> Available data:
-- Opening Marker --

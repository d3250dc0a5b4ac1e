// Differentiable synthesis engine - predicted controls to audio
//
// Per frame t the played tables are mixed by attention and the harmonic
// mix into one shape E_t. Inside frame t the oscillator cross-fades from
// the shape that was sounding at the end of the previous block (E_{t-1},
// or the initial old set for t = 0) to E_t, so block edges are seamless.
// The phase comes from a per-sample accumulator; the result is scaled by
// the ADSR envelope of the note segment and the voicing gate.
//
// Everything after the phase computation is a burn tensor op, so the same
// code serves training (autodiff backend) and inference.

mod envelope;
mod phase;
mod wavetable;

pub use envelope::{adsr, adsr_value, EnvelopeTiming};
pub use phase::{upsample_linear, upsample_pitch, PhaseAccumulator, TableLookup};
pub use wavetable::{apply_harmonics, combined_shapes, harmonic_indices, mask_harmonics, mix_tables};

use burn::tensor::{backend::Backend, Int, Tensor, TensorData};

use crate::analysis::Waveform;
use crate::config::AppConfig;
use crate::error::{InferenceError, Stage};
use crate::model::PredictionTensors;

/// Renders audio from model predictions
#[derive(Debug, Clone)]
pub struct SynthesisEngine {
    sample_rate: u32,
    block_size: usize,
}

/// Sample-level read positions into the flattened [T·L] shape tables
struct ReadPlan {
    index: Vec<i64>,
    next: Vec<i64>,
    frac: Vec<f32>,
    fade: Vec<f32>,
}

impl SynthesisEngine {
    pub fn new(config: &AppConfig) -> Self {
        Self {
            sample_rate: config.common.sample_rate,
            block_size: config.common.block_size.max(1),
        }
    }

    pub fn sample_rate(&self) -> u32 {
        self.sample_rate
    }

    pub fn block_size(&self) -> usize {
        self.block_size
    }

    /// Output length for `frames` frames
    pub fn output_len(&self, frames: usize) -> usize {
        frames * self.block_size
    }

    fn read_plan(&self, f0_hz: &[f32], table_size: usize) -> ReadPlan {
        let pitch = upsample_pitch(f0_hz, self.block_size);
        let mut accumulator = PhaseAccumulator::new(table_size, self.sample_rate);
        let mut plan = ReadPlan {
            index: Vec::with_capacity(pitch.len()),
            next: Vec::with_capacity(pitch.len()),
            frac: Vec::with_capacity(pitch.len()),
            fade: Vec::with_capacity(pitch.len()),
        };

        for (n, &f0) in pitch.iter().enumerate() {
            let frame_offset = (n / self.block_size) * table_size;
            let lookup = accumulator.advance(f0);
            plan.index.push((frame_offset + lookup.index) as i64);
            plan.next.push((frame_offset + lookup.next) as i64);
            plan.frac.push(lookup.frac);
            plan.fade.push(((n % self.block_size) + 1) as f32 / self.block_size as f32);
        }
        plan
    }

    /// Render the unclipped waveform used by the loss
    ///
    /// # Returns
    /// Audio of `frames × block_size` samples, [N]
    pub fn render<B: Backend>(&self, prediction: &PredictionTensors<B>) -> Tensor<B, 1> {
        let [frames, _, table_size] = prediction.wavetables.dims();
        let device = prediction.wavetables.device();

        let harmonics = mask_harmonics(prediction.harmonics.clone(), &prediction.f0_hz, self.sample_rate);
        let end_shapes = combined_shapes(
            prediction.wavetables.clone(),
            prediction.attention.clone(),
            harmonics.clone(),
        );
        let initial_shape = combined_shapes(
            prediction.old_wavetables.clone().narrow(0, 0, 1),
            prediction.attention.clone().narrow(0, 0, 1),
            harmonics.narrow(0, 0, 1),
        );
        let start_shapes = if frames > 1 {
            Tensor::cat(vec![initial_shape, end_shapes.clone().narrow(0, 0, frames - 1)], 0)
        } else {
            initial_shape
        };

        let plan = self.read_plan(&prediction.f0_hz, table_size);
        let n = plan.index.len();
        let int_tensor = |values: Vec<i64>| {
            Tensor::<B, 1, Int>::from_data(TensorData::new(values, [n]), &device)
        };
        let float_tensor =
            |values: Vec<f32>| Tensor::<B, 1>::from_data(TensorData::new(values, [n]), &device);

        let index = int_tensor(plan.index);
        let next = int_tensor(plan.next);
        let frac = float_tensor(plan.frac);
        let fade = float_tensor(plan.fade);

        let read = |shapes: Tensor<B, 2>| {
            let flat = shapes.reshape([frames * table_size]);
            let a = flat.clone().select(0, index.clone());
            let b = flat.select(0, next.clone());
            a.clone() + (b - a) * frac.clone()
        };
        let start = read(start_shapes);
        let end = read(end_shapes);
        let oscillator = start.clone() + (end - start) * fade;

        let timing = EnvelopeTiming::new(&prediction.segments, self.block_size, self.sample_rate);
        let envelope = adsr(prediction.envelopes.clone(), &timing);
        let gate = float_tensor(upsample_linear(&prediction.voiced, self.block_size));

        oscillator * envelope * gate
    }

    /// Render for playback: checked for divergence and clipped to [-1, 1]
    ///
    /// # Errors
    /// `NumericDivergence` (stage `synthesis`) when any sample is not finite
    pub fn render_clipped<B: Backend>(
        &self,
        prediction: &PredictionTensors<B>,
    ) -> Result<Waveform, InferenceError> {
        let samples = self
            .render(prediction)
            .into_data()
            .to_vec::<f32>()
            .map_err(|err| InferenceError::diverged(Stage::Synthesis, format!("{:?}", err)))?;

        if let Some(i) = samples.iter().position(|s| !s.is_finite()) {
            return Err(InferenceError::diverged(
                Stage::Synthesis,
                format!("output sample {} is not finite", i),
            ));
        }

        Ok(Waveform {
            samples: samples.into_iter().map(|s| s.clamp(-1.0, 1.0)).collect(),
            sample_rate: self.sample_rate,
        })
    }
}
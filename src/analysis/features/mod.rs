// FeatureExtractor - frame-level pitch, loudness and timbre extraction
//
// The waveform is cut into frames of `block_size` samples (the synthesis
// block size), so frame t of every feature describes samples
// [t·block, (t+1)·block). Each feature is measured on a window centered on
// the frame, shifted inward at the clip edges.
//
// Module organization:
// - types: FeatureFrame, OnsetMarker, FeatureSequence
// - fft: windowed power spectra
// - pitch: YIN fundamental tracking
// - loudness: A-weighted loudness
// - mfcc: cepstral timbre descriptor
// - mod.rs: Coordinator (FeatureExtractor)

mod fft;
mod loudness;
mod mfcc;
mod pitch;
mod types;

pub use fft::{hann_window, FftProcessor};
pub use loudness::{a_weighting_gain, loudness_gate, LoudnessMeter};
pub use mfcc::MfccExtractor;
pub use pitch::{hz_to_midi, PitchTracker};
pub use types::{FeatureFrame, FeatureSequence, OnsetMarker};

use crate::analysis::onset::OnsetDetector;
use crate::analysis::Waveform;
use crate::config::AppConfig;
use crate::error::InferenceError;

/// FeatureExtractor coordinates the per-frame DSP analysis
pub struct FeatureExtractor {
    sample_rate: u32,
    block_size: usize,
    fft_processor: FftProcessor,
    loudness: LoudnessMeter,
    mfcc: MfccExtractor,
    pitch: PitchTracker,
    onset_detector: OnsetDetector,
}

impl FeatureExtractor {
    /// Create a new FeatureExtractor from the application configuration
    pub fn new(config: &AppConfig) -> Self {
        let sample_rate = config.common.sample_rate;
        let features = &config.features;
        let fft_processor = FftProcessor::new(features.fft_size);
        let bin_freqs: Vec<f32> = (0..fft_processor.num_bins())
            .map(|k| fft_processor.bin_frequency(k, sample_rate))
            .collect();

        Self {
            sample_rate,
            block_size: config.common.block_size.max(1),
            loudness: LoudnessMeter::new(&bin_freqs, features.loudness_floor_db),
            mfcc: MfccExtractor::new(
                sample_rate,
                features.fft_size,
                features.n_mels,
                features.n_mfcc,
            ),
            pitch: PitchTracker::new(
                sample_rate,
                features.pitch_min_hz,
                features.pitch_max_hz,
                features.yin_threshold,
            ),
            onset_detector: OnsetDetector::with_config(sample_rate, &config.onset_detection),
            fft_processor,
        }
    }

    pub fn sample_rate(&self) -> u32 {
        self.sample_rate
    }

    pub fn block_size(&self) -> usize {
        self.block_size
    }

    pub fn loudness_floor_db(&self) -> f32 {
        self.loudness.floor_db()
    }

    /// Number of frames produced for a signal of `num_samples` samples
    pub fn frame_count(&self, num_samples: usize) -> usize {
        num_samples.div_ceil(self.block_size).max(1)
    }

    /// Extract the aligned feature sequence of a waveform
    ///
    /// The waveform is resampled to the configured rate first, then padded
    /// with silence to a whole number of frames.
    ///
    /// # Errors
    /// `InvalidInput` (stage `feature_extraction`) for an empty waveform,
    /// a zero sample rate or non-finite samples.
    pub fn extract(&self, waveform: &Waveform) -> Result<FeatureSequence, InferenceError> {
        waveform.validate()?;
        let resampled = waveform.resampled(self.sample_rate);

        let num_frames = self.frame_count(resampled.samples.len());
        let mut samples = resampled.samples;
        samples.resize(num_frames * self.block_size, 0.0);

        let pitch_window = self.pitch.window_size();
        let fft_window = self.fft_processor.fft_size();

        let frames: Vec<FeatureFrame> = (0..num_frames)
            .map(|t| {
                let center = t * self.block_size + self.block_size / 2;
                let f0_hz = self.pitch.detect(centered_window(&samples, center, pitch_window));
                let power = self
                    .fft_processor
                    .power_spectrum(centered_window(&samples, center, fft_window));

                FeatureFrame {
                    f0_hz,
                    loudness_db: self.loudness.loudness_db(&power),
                    timbre: self.mfcc.compute(&power),
                    timestamp_secs: (t * self.block_size) as f32 / self.sample_rate as f32,
                }
            })
            .collect();

        let mut onsets: Vec<OnsetMarker> = Vec::new();
        for position in self.onset_detector.detect(&samples) {
            let frame_index = position / self.block_size;
            if frame_index == 0 || frame_index >= num_frames {
                continue;
            }
            if onsets.last().is_some_and(|o| o.frame_index >= frame_index) {
                continue;
            }
            onsets.push(OnsetMarker { frame_index });
        }

        let voiced = frames.iter().filter(|f| f.is_voiced()).count();
        tracing::debug!(
            "[FeatureExtractor] {} frames ({} voiced), {} onsets",
            num_frames,
            voiced,
            onsets.len()
        );

        FeatureSequence::new(frames, onsets)
    }
}

/// Window of `size` samples centered on `center`, kept inside the signal
fn centered_window(samples: &[f32], center: usize, size: usize) -> &[f32] {
    if samples.len() <= size {
        return samples;
    }
    let start = center.saturating_sub(size / 2).min(samples.len() - size);
    &samples[start..start + size]
}
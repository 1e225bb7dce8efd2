//! Block event payload decoding.
//!
//! Three shapes are accepted, tried in order, first success wins:
//!
//! 1. structured: `{"type": "new_block", "block": {"number": .., "hash": .., ..}}`
//! 2. legacy flat object: `{"number": .., "hash": .., ..}`
//! 3. bare number: `100`, `"100"` or `"0x64"`

use chrono::{DateTime, Utc};
use serde_json::Value;
use thiserror::Error;

use chainlens_core::models::{Address, Block, H256};

use crate::utils::{
    extract_field, parse_address, parse_h256, parse_timestamp, parse_u32, parse_u64,
};

#[derive(Debug, Error)]
pub enum PayloadError {
    #[error("payload is not valid JSON: {0}")]
    InvalidJson(#[from] serde_json::Error),

    #[error("payload matches no known block event shape")]
    UnrecognizedShape,
}

/// A new-block notification as published upstream.
///
/// Only `number` is guaranteed; the rest is whatever the publisher knew.
#[derive(Debug, Clone, PartialEq)]
pub struct BlockEvent {
    pub number: u64,
    pub hash: Option<H256>,
    pub parent_hash: Option<H256>,
    pub timestamp: Option<DateTime<Utc>>,
    pub miner: Option<Address>,
    pub gas_used: Option<u64>,
    pub gas_limit: Option<u64>,
    pub transaction_count: Option<u32>,
}

impl BlockEvent {
    fn bare(number: u64) -> Self {
        Self {
            number,
            hash: None,
            parent_hash: None,
            timestamp: None,
            miner: None,
            gas_used: None,
            gas_limit: None,
            transaction_count: None,
        }
    }

    pub fn parse(body: &[u8]) -> Result<Self, PayloadError> {
        let value: Value = serde_json::from_slice(body)?;

        parse_structured(&value)
            .or_else(|| parse_legacy(&value))
            .or_else(|| parse_bare(&value))
            .ok_or(PayloadError::UnrecognizedShape)
    }

    /// Block assembled from the event alone, for when the node can't serve it.
    ///
    /// Needs at least the hash; without it the record couldn't be keyed.
    pub fn fallback_block(&self) -> Option<Block> {
        let hash = self.hash?;
        let mut block =
            Block::from_summary(self.number, hash, self.timestamp.unwrap_or_else(Utc::now));
        if let Some(parent_hash) = self.parent_hash {
            block.parent_hash = parent_hash;
        }
        if let Some(miner) = self.miner {
            block.miner = miner;
        }
        block.gas_used = self.gas_used.unwrap_or_default();
        block.gas_limit = self.gas_limit.unwrap_or_default();
        block.transaction_count = self.transaction_count.unwrap_or_default();
        Some(block)
    }
}

fn parse_structured(value: &Value) -> Option<BlockEvent> {
    if value.get("type")?.as_str()? != "new_block" {
        return None;
    }
    parse_fields(value.get("block")?)
}

fn parse_legacy(value: &Value) -> Option<BlockEvent> {
    if !value.is_object() {
        return None;
    }
    parse_fields(value)
}

fn parse_bare(value: &Value) -> Option<BlockEvent> {
    match value {
        Value::Number(_) | Value::String(_) => parse_u64(value).map(BlockEvent::bare),
        _ => None,
    }
}

fn parse_fields(data: &Value) -> Option<BlockEvent> {
    let number = extract_field(data, &["number", "block_number", "blockNumber"], parse_u64)?;
    Some(BlockEvent {
        number,
        hash: extract_field(data, &["hash", "block_hash", "blockHash"], parse_h256),
        parent_hash: extract_field(data, &["parent_hash", "parentHash"], parse_h256),
        timestamp: extract_field(data, &["timestamp"], parse_timestamp),
        miner: extract_field(data, &["miner"], parse_address),
        gas_used: extract_field(data, &["gas_used", "gasUsed"], parse_u64),
        gas_limit: extract_field(data, &["gas_limit", "gasLimit"], parse_u64),
        transaction_count: extract_field(
            data,
            &["transaction_count", "transactionCount"],
            parse_u32,
        ),
    })
}
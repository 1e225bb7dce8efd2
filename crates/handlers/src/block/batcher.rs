//! Size- and time-bounded batching.
//!
//! Items accumulate in one buffer guarded by a single mutex that also owns
//! the flush timer. A push either appends, or appends and takes the full
//! batch; the sink always runs outside that lock.
//!
//! Sink calls are serialized by a second, async lock taken before the batch
//! is. At most one flush runs at a time, and `drain` waits for the one in
//! flight before taking the remainder.

use std::sync::Arc;
use std::time::Duration;

use async_trait::async_trait;
use parking_lot::Mutex;
use tokio::sync::Mutex as AsyncMutex;
use tokio::task::JoinHandle;
use tracing::trace;

/// Why a batch was flushed.
#[derive(Debug, Clone, Copy, PartialEq, Eq)]
pub enum FlushTrigger {
    Size,
    Timeout,
    Shutdown,
}

impl FlushTrigger {
    pub fn as_str(&self) -> &'static str {
        match self {
            FlushTrigger::Size => "size",
            FlushTrigger::Timeout => "timeout",
            FlushTrigger::Shutdown => "shutdown",
        }
    }
}

/// Receives full batches.
#[async_trait]
pub trait BatchSink<T>: Send + Sync + 'static {
    async fn flush(&self, items: Vec<T>, trigger: FlushTrigger);
}

#[derive(Debug, Clone)]
pub struct BatchConfig {
    /// Flush as soon as this many items are buffered.
    pub max_size: usize,
    /// Flush a partial batch this long after its first item arrived.
    pub max_delay: Duration,
}

impl Default for BatchConfig {
    fn default() -> Self {
        Self {
            max_size: 10,
            max_delay: Duration::from_millis(5000),
        }
    }
}

struct BatchState<T> {
    items: Vec<T>,
    timer: Option<JoinHandle<()>>,
    /// Bumped whenever a batch is taken, so a stale timer can tell its
    /// batch is gone.
    generation: u64,
}

impl<T> BatchState<T> {
    fn take(&mut self) -> Vec<T> {
        if let Some(timer) = self.timer.take() {
            timer.abort();
        }
        self.generation += 1;
        std::mem::take(&mut self.items)
    }
}

struct Shared<T, S> {
    state: Mutex<BatchState<T>>,
    /// Held for the whole take-and-flush sequence.
    flushing: AsyncMutex<()>,
    sink: S,
    config: BatchConfig,
}

/// Buffers items and hands them to a [`BatchSink`] by size or timeout.
pub struct Batcher<T, S> {
    shared: Arc<Shared<T, S>>,
}

impl<T, S> Clone for Batcher<T, S> {
    fn clone(&self) -> Self {
        Self {
            shared: self.shared.clone(),
        }
    }
}

impl<T, S> Batcher<T, S>
where
    T: Send + 'static,
    S: BatchSink<T>,
{
    pub fn new(sink: S, mut config: BatchConfig) -> Self {
        config.max_size = config.max_size.max(1);
        Self {
            shared: Arc::new(Shared {
                state: Mutex::new(BatchState {
                    items: Vec::with_capacity(config.max_size),
                    timer: None,
                    generation: 0,
                }),
                flushing: AsyncMutex::new(()),
                sink,
                config,
            }),
        }
    }

    /// Append an item, flushing on the caller's task if the batch is full.
    ///
    /// A full batch waits for any flush in flight, so it may be taken by
    /// a timer that fired in between; it is flushed exactly once either way.
    pub async fn push(&self, item: T) {
        let full = {
            let mut state = self.shared.state.lock();
            state.items.push(item);

            let full = state.items.len() >= self.shared.config.max_size;
            if !full && state.items.len() == 1 {
                state.timer = Some(self.arm_timer(state.generation));
            }
            full
        };

        if full {
            let _flushing = self.shared.flushing.lock().await;
            let batch = {
                let mut state = self.shared.state.lock();
                if state.items.len() >= self.shared.config.max_size {
                    state.take()
                } else {
                    Vec::new()
                }
            };
            if !batch.is_empty() {
                self.shared.sink.flush(batch, FlushTrigger::Size).await;
            }
        }
    }

    /// Wait for the flush in flight, then flush whatever is buffered.
    /// Used on shutdown.
    pub async fn drain(&self) {
        let _flushing = self.shared.flushing.lock().await;
        let batch = self.shared.state.lock().take();
        if !batch.is_empty() {
            self.shared.sink.flush(batch, FlushTrigger::Shutdown).await;
        }
    }

    pub fn len(&self) -> usize {
        self.shared.state.lock().items.len()
    }

    pub fn is_empty(&self) -> bool {
        self.len() == 0
    }

    pub fn sink(&self) -> &S {
        &self.shared.sink
    }

    fn arm_timer(&self, generation: u64) -> JoinHandle<()> {
        let shared = self.shared.clone();
        tokio::spawn(async move {
            tokio::time::sleep(shared.config.max_delay).await;

            let _flushing = shared.flushing.lock().await;
            let batch = {
                let mut state = shared.state.lock();
                if state.generation != generation || state.items.is_empty() {
                    trace!(generation, "Stale batch timer");
                    return;
                }
                // Detach ourselves first so `take` doesn't abort this task
                state.timer = None;
                state.take()
            };

            shared.sink.flush(batch, FlushTrigger::Timeout).await;
        })
    }
}

#[cfg(test)]
mod tests {
    use super::*;
    use std::sync::atomic::{AtomicUsize, Ordering};

    #[derive(Default, Clone)]
    struct RecordingSink {
        flushes: Arc<Mutex<Vec<(Vec<u32>, FlushTrigger)>>>,
        /// Time each flush takes before it is recorded.
        delay: Duration,
        active: Arc<AtomicUsize>,
        max_active: Arc<AtomicUsize>,
    }

    impl RecordingSink {
        fn slow(delay: Duration) -> Self {
            Self {
                delay,
                ..Self::default()
            }
        }

        fn flushes(&self) -> Vec<(Vec<u32>, FlushTrigger)> {
            self.flushes.lock().clone()
        }

        fn max_active(&self) -> usize {
            self.max_active.load(Ordering::SeqCst)
        }
    }

    #[async_trait]
    impl BatchSink<u32> for RecordingSink {
        async fn flush(&self, items: Vec<u32>, trigger: FlushTrigger) {
            let active = self.active.fetch_add(1, Ordering::SeqCst) + 1;
            self.max_active.fetch_max(active, Ordering::SeqCst);
            if !self.delay.is_zero() {
                tokio::time::sleep(self.delay).await;
            }
            self.flushes.lock().push((items, trigger));
            self.active.fetch_sub(1, Ordering::SeqCst);
        }
    }

    fn batcher(max_size: usize, max_delay_ms: u64) -> (Batcher<u32, RecordingSink>, RecordingSink) {
        with_sink(RecordingSink::default(), max_size, max_delay_ms)
    }

    fn with_sink(
        sink: RecordingSink,
        max_size: usize,
        max_delay_ms: u64,
    ) -> (Batcher<u32, RecordingSink>, RecordingSink) {
        let batcher = Batcher::new(
            sink.clone(),
            BatchConfig {
                max_size,
                max_delay: Duration::from_millis(max_delay_ms),
            },
        );
        (batcher, sink)
    }

    // Test critique: le N-ième élément déclenche un flush d'exactement N éléments, sans double flush
    #[tokio::test(start_paused = true)]
    async fn test_size_flush_exactly_n_no_double_flush() {
        let (batcher, sink) = batcher(3, 1000);

        batcher.push(1).await;
        batcher.push(2).await;
        assert!(sink.flushes().is_empty());

        batcher.push(3).await;
        assert_eq!(sink.flushes(), vec![(vec![1, 2, 3], FlushTrigger::Size)]);
        assert!(batcher.is_empty());

        // The cancelled timer must not fire an empty or duplicate flush
        tokio::time::sleep(Duration::from_secs(5)).await;
        assert_eq!(sink.flushes().len(), 1);
    }

    #[tokio::test(start_paused = true)]
    async fn test_timeout_flushes_partial_batch() {
        let (batcher, sink) = batcher(10, 1000);

        batcher.push(7).await;
        tokio::time::sleep(Duration::from_millis(500)).await;
        batcher.push(8).await;
        assert!(sink.flushes().is_empty());

        // Deadline counts from the first item, not the latest
        tokio::time::sleep(Duration::from_millis(501)).await;
        assert_eq!(sink.flushes(), vec![(vec![7, 8], FlushTrigger::Timeout)]);
        assert!(batcher.is_empty());
    }

    #[tokio::test(start_paused = true)]
    async fn test_timer_rearms_for_next_batch() {
        let (batcher, sink) = batcher(2, 1000);

        batcher.push(1).await;
        batcher.push(2).await;
        batcher.push(3).await;
        assert_eq!(sink.flushes().len(), 1);

        tokio::time::sleep(Duration::from_millis(1001)).await;
        assert_eq!(
            sink.flushes(),
            vec![
                (vec![1, 2], FlushTrigger::Size),
                (vec![3], FlushTrigger::Timeout)
            ]
        );
    }

    #[tokio::test(start_paused = true)]
    async fn test_drain_flushes_remaining_and_cancels_timer() {
        let (batcher, sink) = batcher(10, 1000);

        batcher.drain().await;
        assert!(sink.flushes().is_empty());

        batcher.push(4).await;
        batcher.drain().await;
        tokio::time::sleep(Duration::from_secs(2)).await;
        assert_eq!(sink.flushes(), vec![(vec![4], FlushTrigger::Shutdown)]);
    }

    // Test critique: l'arrêt attend le flush déclenché par le timer avant de rendre la main
    #[tokio::test(start_paused = true)]
    async fn test_drain_waits_for_in_flight_timer_flush() {
        let (batcher, sink) = with_sink(RecordingSink::slow(Duration::from_secs(3)), 10, 1000);

        batcher.push(1).await;
        // Timer has fired and its flush is still running
        tokio::time::sleep(Duration::from_millis(1100)).await;
        assert!(batcher.is_empty());
        assert!(sink.flushes().is_empty());

        batcher.drain().await;
        assert_eq!(sink.flushes(), vec![(vec![1], FlushTrigger::Timeout)]);
    }

    // Test critique: un flush par taille attend le flush du timer en cours, jamais deux à la fois
    #[tokio::test(start_paused = true)]
    async fn test_size_and_timer_flushes_never_overlap() {
        let (batcher, sink) = with_sink(RecordingSink::slow(Duration::from_secs(3)), 2, 1000);

        batcher.push(1).await;
        tokio::time::sleep(Duration::from_millis(1100)).await;

        batcher.push(2).await;
        batcher.push(3).await;
        batcher.drain().await;

        assert_eq!(sink.max_active(), 1);
        assert_eq!(
            sink.flushes(),
            vec![
                (vec![1], FlushTrigger::Timeout),
                (vec![2, 3], FlushTrigger::Size)
            ]
        );
    }
}
//! Port trait for the blockchain node.
//!
//! This trait defines the interface for enriching ingestion events with
//! data fetched from an EVM node. Implementations live in the
//! infrastructure layer (e.g., `chainlens-rpc`).

use async_trait::async_trait;

use crate::error::ChainResult;
use crate::models::{Address, Block, Bytes, H256, ReceiptOutcome, SignerMetrics, Transaction};

/// Block fetched from the node with its full transaction bodies.
#[derive(Debug, Clone)]
pub struct ChainBlock {
    pub block: Block,
    /// Transactions in block order, still `Pending` until receipts are applied.
    pub transactions: Vec<Transaction>,
}

/// Receipt fields the ingestion pipeline cares about.
#[derive(Debug, Clone, Copy, PartialEq, Eq)]
pub struct Receipt {
    pub transaction_hash: H256,
    pub success: bool,
    pub gas_used: u64,
    pub contract_address: Option<Address>,
}

impl Receipt {
    pub fn outcome(&self) -> ReceiptOutcome {
        ReceiptOutcome {
            success: self.success,
            gas_used: self.gas_used,
            contract_address: self.contract_address,
        }
    }
}

/// Port trait for node queries.
#[async_trait]
pub trait ChainClient: Send + Sync {
    /// Full block with transactions, `None` if the node doesn't know it yet.
    async fn block_by_number(&self, number: u64) -> ChainResult<Option<ChainBlock>>;

    /// All receipts of a block.
    async fn block_receipts(&self, number: u64) -> ChainResult<Vec<Receipt>>;

    /// Nonce including pending transactions.
    async fn pending_nonce(&self, address: &Address) -> ChainResult<u64>;

    /// Latest balance in wei.
    async fn balance(&self, address: &Address) -> ChainResult<u128>;

    /// Deployed bytecode, empty for an EOA.
    async fn code_at(&self, address: &Address) -> ChainResult<Bytes>;

    /// Current authoritative validator set.
    async fn validator_addresses(&self) -> ChainResult<Vec<Address>>;

    /// Per-signer proposal counters over the node's observation window.
    async fn signer_metrics(&self) -> ChainResult<Vec<SignerMetrics>>;
}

-- Closing Marker --

> What needs to be done:
Copy exactly the lines that run from the first line of the data to the line containing "oscillator cross-fades from", please, with both ends included and nothing else.

> Output for this exercise:
repository d3250dc0a5b4ac1e
// Differentiable synthesis engine - predicted controls to audio
//
// Per frame t the played tables are mixed by attention and the harmonic
// mix into one shape E_t. Inside frame t the oscillator cross-fades from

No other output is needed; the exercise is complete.